Re: [PATCH -next RFC v2 3/8] sbitmap: make sure waitqueues are balanced

From: yukuai (C)
Date: Fri Apr 15 2022 - 03:07:48 EST


在 2022/04/15 14:31, Li, Ming 写道:


On 4/8/2022 3:39 PM, Yu Kuai wrote:
Currently, same waitqueue might be woken up continuously:

__sbq_wake_up __sbq_wake_up
sbq_wake_ptr -> assume 0
sbq_wake_ptr -> 0
atomic_dec_return
atomic_dec_return
atomic_cmpxchg -> succeed
atomic_cmpxchg -> failed
return true

__sbq_wake_up
sbq_wake_ptr
atomic_read(&sbq->wake_index) -> still 0
sbq_index_atomic_inc -> inc to 1
if (waitqueue_active(&ws->wait))
if (wake_index != atomic_read(&sbq->wake_index))
atomic_set -> reset from 1 to 0
wake_up_nr -> wake up first waitqueue
// continue to wake up in first waitqueue

What's worse, io hung is possible in theory because wake up might be
missed. For example, 2 * wake_batch tags are put, while only wake_batch
threads are worken:

__sbq_wake_up
atomic_cmpxchg -> reset wait_cnt
__sbq_wake_up -> decrease wait_cnt
...
__sbq_wake_up -> wait_cnt is decreased to 0 again
atomic_cmpxchg
sbq_index_atomic_inc -> increase wake_index
wake_up_nr -> wake up and waitqueue might be empty
sbq_index_atomic_inc -> increase again, one waitqueue is skipped
wake_up_nr -> invalid wake up because old wakequeue might be empty

To fix the problem, refactor to make sure waitqueues will be woken up
one by one, and also choose the next waitqueue by the number of threads
that are waiting to keep waitqueues balanced.
Hi, do you think that updating wake_index before atomic_cmpxchg(ws->wait_cnt) also can solve these two problems?
like this:
Hi,

The first problem is due to sbq_wake_ptr() is using atomic_set() to
update 'wake_index'.

The second problem is due to __sbq_wake_up() is updating 'wait_cnt'
before 'wait_index'.

__sbq_wake_up()
{
....
if (wait_cnt <= 0) {
ret = atomic_cmpxchg(sbq->wake_index, old_wake_index, next_wake_index);
How is the 'next_wake_index' chosen? And the same in sbq_wake_ptr().
if (ret == old_wake_index) {
ret = atomic_cmpxchg(ws->wait_cnt, wait_cnt, wake_batch);

If this failed, just return true with 'wake_index' updated? Then the
caller will call this again, so it seems this can't prevent 'wake_index'
updated multiple times, and 'wait_cnt' in the old 'ws' is not updated.
if (ret == wait_cnt)
wake_up_nr(ws->wait, wake_batch);
}
}
}

Your solution is picking the waitqueue with the largest waiters_cnt as the next one to be waked up, I think that waitqueue is possible to starve.
if lots of threads in a same waitqueue stop waiting before sbq wakes them up, it will cause the waiters_cnt of waitqueue is much less than others, looks like sbq_update_wake_index() would never pick this waitqueue. What do you think? is it possible?

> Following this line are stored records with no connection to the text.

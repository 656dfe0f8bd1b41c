//! Design evaluator entry point: CLI wiring and config-driven evaluation.

mod cli;

use std::process;

use tracing::info;

use mpc_design_eval::config::EvaluationConfig;
use mpc_design_eval::evaluate::{
    DistrictBackend, Evaluation, FacadeOptions, WorkerId, construct_and_evaluate_system_with,
    evaluate_system_with,
};
use mpc_design_eval::io::export::{TraceRecorder, export_breakdown, export_trace};
use mpc_design_eval::logging::init_tracing;
use mpc_design_eval::schema::JsonSchemaBuilder;

fn fail(message: impl std::fmt::Display) -> ! {
    eprintln!("{message}");
    process::exit(1);
}

fn main() {
    let cli = cli::parse_args().unwrap_or_else(|e| {
        eprintln!("error: {e}");
        cli::print_usage();
        process::exit(1);
    });
    init_tracing(cli.verbose);

    // Load config: --config takes priority, then --preset
    let mut cfg = match (&cli.config, &cli.preset) {
        (Some(path), _) => EvaluationConfig::from_toml_file(path),
        (None, Some(name)) => EvaluationConfig::from_preset(name),
        (None, None) => Ok(EvaluationConfig::baseline()),
    }
    .unwrap_or_else(|e| fail(e));

    if cli.no_control {
        cfg.evaluation.no_control = true;
    }

    // An existing schema already fixes the district and the design.
    let errors = if cli.schema.is_some() {
        cfg.validate_scoring()
    } else {
        cfg.validate()
    };
    if !errors.is_empty() {
        for e in &errors {
            eprintln!("{e}");
        }
        process::exit(1);
    }

    let pricing = cfg.pricing_model().unwrap_or_else(|errors| {
        for e in &errors {
            eprintln!("{e}");
        }
        process::exit(1);
    });
    let options = cfg.eval_options(cli.quiet);
    let opex_factor = cfg.evaluation.opex_factor;
    let mut recorder = TraceRecorder::new();

    let evaluation = if let Some(ref schema) = cli.schema {
        evaluate_system_with(
            &DistrictBackend,
            schema,
            &pricing,
            opex_factor,
            &options,
            &mut recorder,
        )
        .map(Evaluation::Breakdown)
    } else {
        let worker = match cli.worker.as_deref() {
            Some(name) => Some(WorkerId::named(name).unwrap_or_else(|e| fail(e))),
            None => None,
        };
        let builder = JsonSchemaBuilder::new(&cfg.district.output_dir);
        let facade = FacadeOptions {
            worker,
            return_contrs: cli.breakdown || cli.breakdown_out.is_some(),
            eval: options,
        };
        construct_and_evaluate_system_with(
            &DistrictBackend,
            &builder,
            &cfg.design,
            &cfg.district,
            &pricing,
            opex_factor,
            &facade,
            &mut recorder,
        )
    }
    .unwrap_or_else(|e| fail(format!("error: {e}")));

    match &evaluation {
        Evaluation::Breakdown(result) if cli.breakdown => println!("{result}"),
        other => println!("objective: {:.4}", other.objective()),
    }

    if let (Some(path), Evaluation::Breakdown(result)) = (&cli.breakdown_out, &evaluation) {
        if let Err(e) = export_breakdown(result, path) {
            fail(format!("error: failed to write CSV: {e}"));
        }
        info!(path = %path.display(), "objective breakdown written");
    }

    if let Some(ref path) = cli.trace_out {
        if let Err(e) = export_trace(recorder.rows(), path) {
            fail(format!("error: failed to write CSV: {e}"));
        }
        info!(
            path = %path.display(),
            steps = recorder.rows().len(),
            planned = recorder.planned_steps(),
            "control trace written"
        );
    }
}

It will be possible if adding threads to waitqueues is not balanced, and
I suppose it's not possible after tag premmption is disabled. However,
instead of chosing the waitqueue with largest waiters_cnt, chosing the
next waitqueue with 'waiters_cnt > 0' might be alternative.

Thanks,
Kuai